• _Description of the task_: At the line with "assert_eq!(token, AckToken::SYNTHETIC);", start repeating the data, and continue line by line through the final line, exactly.

• _Records for this task_:
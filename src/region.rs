//! Damage regions
//!
//! A [`Region`] is an unordered set of rectangles marking pixels that need
//! repainting. Regions are not normalized on insertion; overlapping rectangles
//! are allowed and are only merged when an output drains its damage.

use crate::geometry::Rectangle;

/// A set of rectangles awaiting repaint
#[derive(Debug, Clone, Default, PartialEq, Eq)]
pub struct Region {
    rects: Vec<Rectangle>,
}

impl Region {
    pub fn new() -> Self {
        Self { rects: Vec::new() }
    }

    /// Region covering a single rectangle (empty rectangles are dropped)
    pub fn from_rect(rect: Rectangle) -> Self {
        let mut region = Self::new();
        region.add(rect);
        region
    }

    pub fn add(&mut self, rect: Rectangle) {
        if !rect.is_empty() {
            self.rects.push(rect);
        }
    }

    pub fn extend(&mut self, other: &Region) {
        self.rects.extend_from_slice(&other.rects);
    }

    pub fn rects(&self) -> &[Rectangle] {
        &self.rects
    }

    pub fn len(&self) -> usize {
        self.rects.len()
    }

    pub fn is_empty(&self) -> bool {
        self.rects.is_empty()
    }

    pub fn clear(&mut self) {
        self.rects.clear();
    }

    /// Returns a copy shifted by `(dx, dy)`; `self` is left untouched
    pub fn translated(&self, dx: i32, dy: i32) -> Region {
        Region {
            rects: self.rects.iter().map(|r| r.translated(dx, dy)).collect(),
        }
    }

    /// Returns the parts of this region that fall inside `bounds`
    pub fn clipped(&self, bounds: &Rectangle) -> Region {
        Region {
            rects: self
                .rects
                .iter()
                .filter_map(|r| r.intersection(bounds))
                .collect(),
        }
    }

    pub fn bounding_box(&self) -> Option<Rectangle> {
        let mut iter = self.rects.iter();
        let first = *iter.next()?;
        Some(iter.fold(first, |acc, r| acc.union(r)))
    }

    pub fn contains_point(&self, x: i32, y: i32) -> bool {
        self.rects.iter().any(|r| r.contains_point(x, y))
    }

    /// Merges overlapping and adjacent rectangles in place
    ///
    /// The result covers at least every pixel the input covered.
    pub fn merge(&mut self, threshold: u32) {
        if self.rects.len() <= 1 {
            return;
        }

        self.rects.sort_by_key(|r| (r.y, r.x));

        let mut merged: Vec<Rectangle> = Vec::with_capacity(self.rects.len());
        let mut current = self.rects[0];
        for rect in &self.rects[1..] {
            if current.intersects(rect) || current.is_adjacent(rect, threshold) {
                current = current.union(rect);
            } else {
                merged.push(current);
                current = *rect;
            }
        }
        merged.push(current);

        self.rects = merged;
    }

    pub fn into_rects(self) -> Vec<Rectangle> {
        self.rects
    }
}

impl From<Rectangle> for Region {
    fn from(rect: Rectangle) -> Self {
        Region::from_rect(rect)
    }
}

impl FromIterator<Rectangle> for Region {
    fn from_iter<I: IntoIterator<Item = Rectangle>>(iter: I) -> Self {
        let mut region = Region::new();
        for rect in iter {
            region.add(rect);
        }
        region
    }
}
//! Property-based tests for configuration module
//!
//! These tests use proptest to generate random configurations and verify
//! validation and TOML round-trips.

use super::*;
use proptest::prelude::*;

prop_compose! {
    fn valid_damage_config()(
        max_rects_per_output in 1usize..256,
        merge_on_drain in any::<bool>(),
    ) -> DamageConfig {
        DamageConfig {
            max_rects_per_output,
            merge_on_drain,
        }
    }
}

prop_compose! {
    fn valid_interaction_config()(
        min_width in 1u32..2048,
        min_height in 1u32..2048,
        focus_on_click in any::<bool>(),
    ) -> InteractionConfig {
        InteractionConfig {
            min_width,
            min_height,
            focus_on_click,
        }
    }
}

prop_compose! {
    fn valid_core_config()(
        damage in valid_damage_config(),
        notify_on_position_change in any::<bool>(),
        interaction in valid_interaction_config(),
        debug in any::<bool>(),
    ) -> CoreConfig {
        CoreConfig {
            damage,
            handshake: HandshakeConfig { notify_on_position_change },
            interaction,
            general: GeneralConfig { debug },
        }
    }
}

proptest! {
    /// Every generated configuration passes validation
    #[test]
    fn test_valid_configs_validate(config in valid_core_config()) {
        prop_assert!(config.validate().is_ok());
    }

    /// TOML serialization round-trip preserves every field
    #[test]
    fn test_config_toml_roundtrip(config in valid_core_config()) {
        let toml_str = toml::to_string(&config)?;
        let parsed: CoreConfig = toml::from_str(&toml_str)?;
        prop_assert_eq!(parsed, config);
    }

    /// A zero minimum size is always rejected, whatever else is set
    #[test]
    fn test_zero_min_size_rejected(mut config in valid_core_config(), zero_width in any::<bool>()) {
        if zero_width {
            config.interaction.min_width = 0;
        } else {
            config.interaction.min_height = 0;
        }
        prop_assert!(matches!(config.validate(), Err(CoreError::InvalidConfig(_))));
    }
}
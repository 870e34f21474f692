//! Geometry/serial handshake
//!
//! A view is either idle or awaiting the acknowledgement of exactly one
//! geometry request. Requests never touch the applied geometry; it only
//! changes on commit, once the client actually has content of the new size.

use log::debug;

use crate::geometry::Rectangle;
use crate::output::OutputLayout;
use crate::surface::AckToken;

use super::{PendingAck, View};

/// What a commit changed about a view's applied geometry
#[derive(Debug, Clone, Copy, PartialEq, Eq, Default)]
pub struct CommitOutcome {
    /// Applied size changed to the backend's current size
    pub resized: bool,
    /// A satisfied request moved the view
    pub moved: bool,
    /// An outstanding request was acknowledged by this commit
    pub acknowledged: bool,
}

impl CommitOutcome {
    pub fn geometry_changed(&self) -> bool {
        self.resized || self.moved
    }
}

impl View {
    /// Asks the backend for a new geometry
    ///
    /// Supersedes any outstanding request: only the latest token is kept. The
    /// applied geometry is left alone until a commit confirms the change.
    pub fn request_geometry(&mut self, geo: Rectangle) -> AckToken {
        let token = self.surface.request_size(geo);

        if let Some(previous) = self.pending_ack {
            debug!(
                "View {} request {:?} supersedes {:?}",
                self.id, token, previous.token
            );
        }
        debug!("View {} requested geometry {:?} ({:?})", self.id, geo, token);

        self.pending_ack = Some(PendingAck {
            token,
            requested: geo,
        });
        token
    }

    /// Processes a backend commit
    ///
    /// Forwards the commit's effective damage, adopts the backend's current
    /// size if it differs from the applied one (whether or not it was
    /// requested), and settles the pending request once its token is
    /// satisfied. Unmapped or surfaceless views are ignored.
    pub fn commit(&mut self, layout: &mut OutputLayout) -> CommitOutcome {
        let mut outcome = CommitOutcome::default();
        if !self.mapped || self.surface.current_surface().is_none() {
            return outcome;
        }

        let damage = self.surface.effective_damage();
        self.damage(layout, Some(&damage));

        let size = self.surface.current_size();
        if size != self.geo.size() {
            self.damage_whole(layout);
            debug!(
                "View {} size changed {:?} -> {:?}",
                self.id,
                self.geo.size(),
                size
            );
            self.geo = self.geo.with_size(size);
            self.damage_whole(layout);
            outcome.resized = true;
        }

        if let Some(pending) = self.pending_ack {
            if self.surface.is_acknowledged(pending.token) {
                if pending.requested.loc() != self.geo.loc() {
                    self.damage_whole(layout);
                    self.geo = self.geo.with_loc(pending.requested.loc());
                    outcome.moved = true;
                }

                // The last frame may have been clipped by partial damage
                self.damage_whole(layout);
                self.pending_ack = None;
                outcome.acknowledged = true;
                debug!("View {} acknowledged {:?}", self.id, pending.token);
            }
        }

        outcome
    }
}

#[cfg(test)]
mod tests {
    use super::*;
    use crate::config::DamageConfig;
    use crate::geometry::Size;
    use crate::headless::{HeadlessXdgToplevel, HeadlessXwaylandSurface};
    use crate::policy::WindowId;
    use crate::surface::{SurfaceId, ViewSurface};

    fn layout() -> OutputLayout {
        let config = DamageConfig {
            merge_on_drain: false,
            ..DamageConfig::default()
        };
        let mut layout = OutputLayout::new(&config);
        layout.add_output("HDMI-A-1", Rectangle::new(0, 0, 1920, 1080));
        layout
    }

    fn mapped(surface: ViewSurface, geo: Rectangle) -> View {
        let mut view = View::new(WindowId(1), surface);
        view.adopt_geometry(geo);
        view.set_mapped(true);
        view
    }

    #[test]
    fn test_request_does_not_touch_geometry() {
        let xdg = HeadlessXdgToplevel::new(SurfaceId(1), Size::new(100, 100));
        let mut view = mapped(ViewSurface::xdg(xdg), Rectangle::new(0, 0, 100, 100));

        let token = view.request_geometry(Rectangle::new(0, 0, 200, 150));

        assert_eq!(view.geometry(), Rectangle::new(0, 0, 100, 100));
        assert_eq!(view.pending_ack().map(|p| p.token), Some(token));
    }

    #[test]
    fn test_second_request_replaces_first() {
        let xdg = HeadlessXdgToplevel::new(SurfaceId(1), Size::new(100, 100));
        let mut view = mapped(ViewSurface::xdg(xdg), Rectangle::new(0, 0, 100, 100));

        let first = view.request_geometry(Rectangle::new(0, 0, 200, 150));
        let second = view.request_geometry(Rectangle::new(0, 0, 300, 150));

        assert_ne!(first, second);
        let pending = view.pending_ack().unwrap();
        assert_eq!(pending.token, second);
        assert_eq!(pending.requested, Rectangle::new(0, 0, 300, 150));
    }

    #[test]
    fn test_older_ack_keeps_request_pending() {
        let mut layout = layout();
        let xdg = HeadlessXdgToplevel::new(SurfaceId(1), Size::new(100, 100));
        let mut view = mapped(ViewSurface::xdg(xdg.clone()), Rectangle::new(0, 0, 100, 100));

        let first = view.request_geometry(Rectangle::new(0, 0, 200, 150));
        let second = view.request_geometry(Rectangle::new(0, 0, 300, 150));

        xdg.ack_configure(first.0);
        xdg.commit(Size::new(200, 150), None);
        let outcome = view.commit(&mut layout);

        assert!(outcome.resized);
        assert!(!outcome.acknowledged);
        assert_eq!(view.pending_ack().map(|p| p.token), Some(second));

        xdg.ack_configure(second.0);
        xdg.commit(Size::new(300, 150), None);
        let outcome = view.commit(&mut layout);

        assert!(outcome.acknowledged);
        assert!(view.pending_ack().is_none());
        assert_eq!(view.geometry(), Rectangle::new(0, 0, 300, 150));
    }

    #[test]
    fn test_unrequested_resize_is_adopted() {
        let mut layout = layout();
        let xdg = HeadlessXdgToplevel::new(SurfaceId(1), Size::new(100, 100));
        let mut view = mapped(ViewSurface::xdg(xdg.clone()), Rectangle::new(10, 10, 100, 100));

        xdg.commit(Size::new(120, 80), None);
        let outcome = view.commit(&mut layout);

        assert!(outcome.resized);
        assert!(!outcome.moved);
        assert_eq!(view.geometry(), Rectangle::new(10, 10, 120, 80));

        let pending = layout.outputs().next().unwrap().damage().pending().to_vec();
        assert!(pending.contains(&Rectangle::new(10, 10, 100, 100)));
        assert!(pending.contains(&Rectangle::new(10, 10, 120, 80)));
    }

    #[test]
    fn test_pure_repaint_commit_changes_nothing() {
        let mut layout = layout();
        let xdg = HeadlessXdgToplevel::new(SurfaceId(1), Size::new(100, 100));
        let mut view = mapped(ViewSurface::xdg(xdg.clone()), Rectangle::new(10, 10, 100, 100));

        xdg.commit(Size::new(100, 100), Some(Rectangle::new(5, 5, 10, 10)));
        let outcome = view.commit(&mut layout);

        assert_eq!(outcome, CommitOutcome::default());
        let pending = layout.outputs().next().unwrap().damage().pending().to_vec();
        assert_eq!(pending, vec![Rectangle::new(15, 15, 10, 10)]);
    }

    #[test]
    fn test_unmapped_commit_is_ignored() {
        let mut layout = layout();
        let xdg = HeadlessXdgToplevel::new(SurfaceId(1), Size::new(100, 100));
        let mut view = View::new(WindowId(1), ViewSurface::xdg(xdg.clone()));

        xdg.commit(Size::new(300, 300), Some(Rectangle::new(0, 0, 300, 300)));
        let outcome = view.commit(&mut layout);

        assert_eq!(outcome, CommitOutcome::default());
        assert_eq!(view.geometry(), Rectangle::default());
        assert!(!layout.outputs().next().unwrap().frame_pending());
    }

    #[test]
    fn test_acknowledged_request_applies_position() {
        let mut layout = layout();
        let xdg = HeadlessXdgToplevel::new(SurfaceId(1), Size::new(100, 100));
        let mut view = mapped(ViewSurface::xdg(xdg.clone()), Rectangle::new(0, 0, 100, 100));

        let token = view.request_geometry(Rectangle::new(40, 50, 100, 100));
        xdg.ack_configure(token.0);
        xdg.commit(Size::new(100, 100), None);
        let outcome = view.commit(&mut layout);

        assert!(outcome.moved);
        assert!(!outcome.resized);
        assert_eq!(view.geometry(), Rectangle::new(40, 50, 100, 100));
    }

    #[test]
    fn test_xwayland_token_cleared_by_any_commit() {
        let mut layout = layout();
        let x11 = HeadlessXwaylandSurface::new(Some(SurfaceId(3)), Rectangle::new(0, 0, 100, 100));
        let mut view = mapped(ViewSurface::xwayland(x11.clone()), Rectangle::new(0, 0, 100, 100));

        let token = view.request_geometry(Rectangle::new(0, 0, 640, 480));
        assert_eq!(token, AckToken::SYNTHETIC);

        x11.commit(Size::new(640, 480), None);
        let outcome = view.commit(&mut layout);

        assert!(outcome.acknowledged);
        assert!(outcome.resized);
        assert!(view.pending_ack().is_none());
        assert_eq!(view.geometry(), Rectangle::new(0, 0, 640, 480));
    }
}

• _Exercise result_:
        assert_eq!(token, AckToken::SYNTHETIC);

        x11.commit(Size::new(640, 480), None);
        let outcome = view.commit(&mut layout);

        assert!(outcome.acknowledged);
        assert!(outcome.resized);
        assert!(view.pending_ack().is_none());
        assert_eq!(view.geometry(), Rectangle::new(0, 0, 640, 480));
    }
}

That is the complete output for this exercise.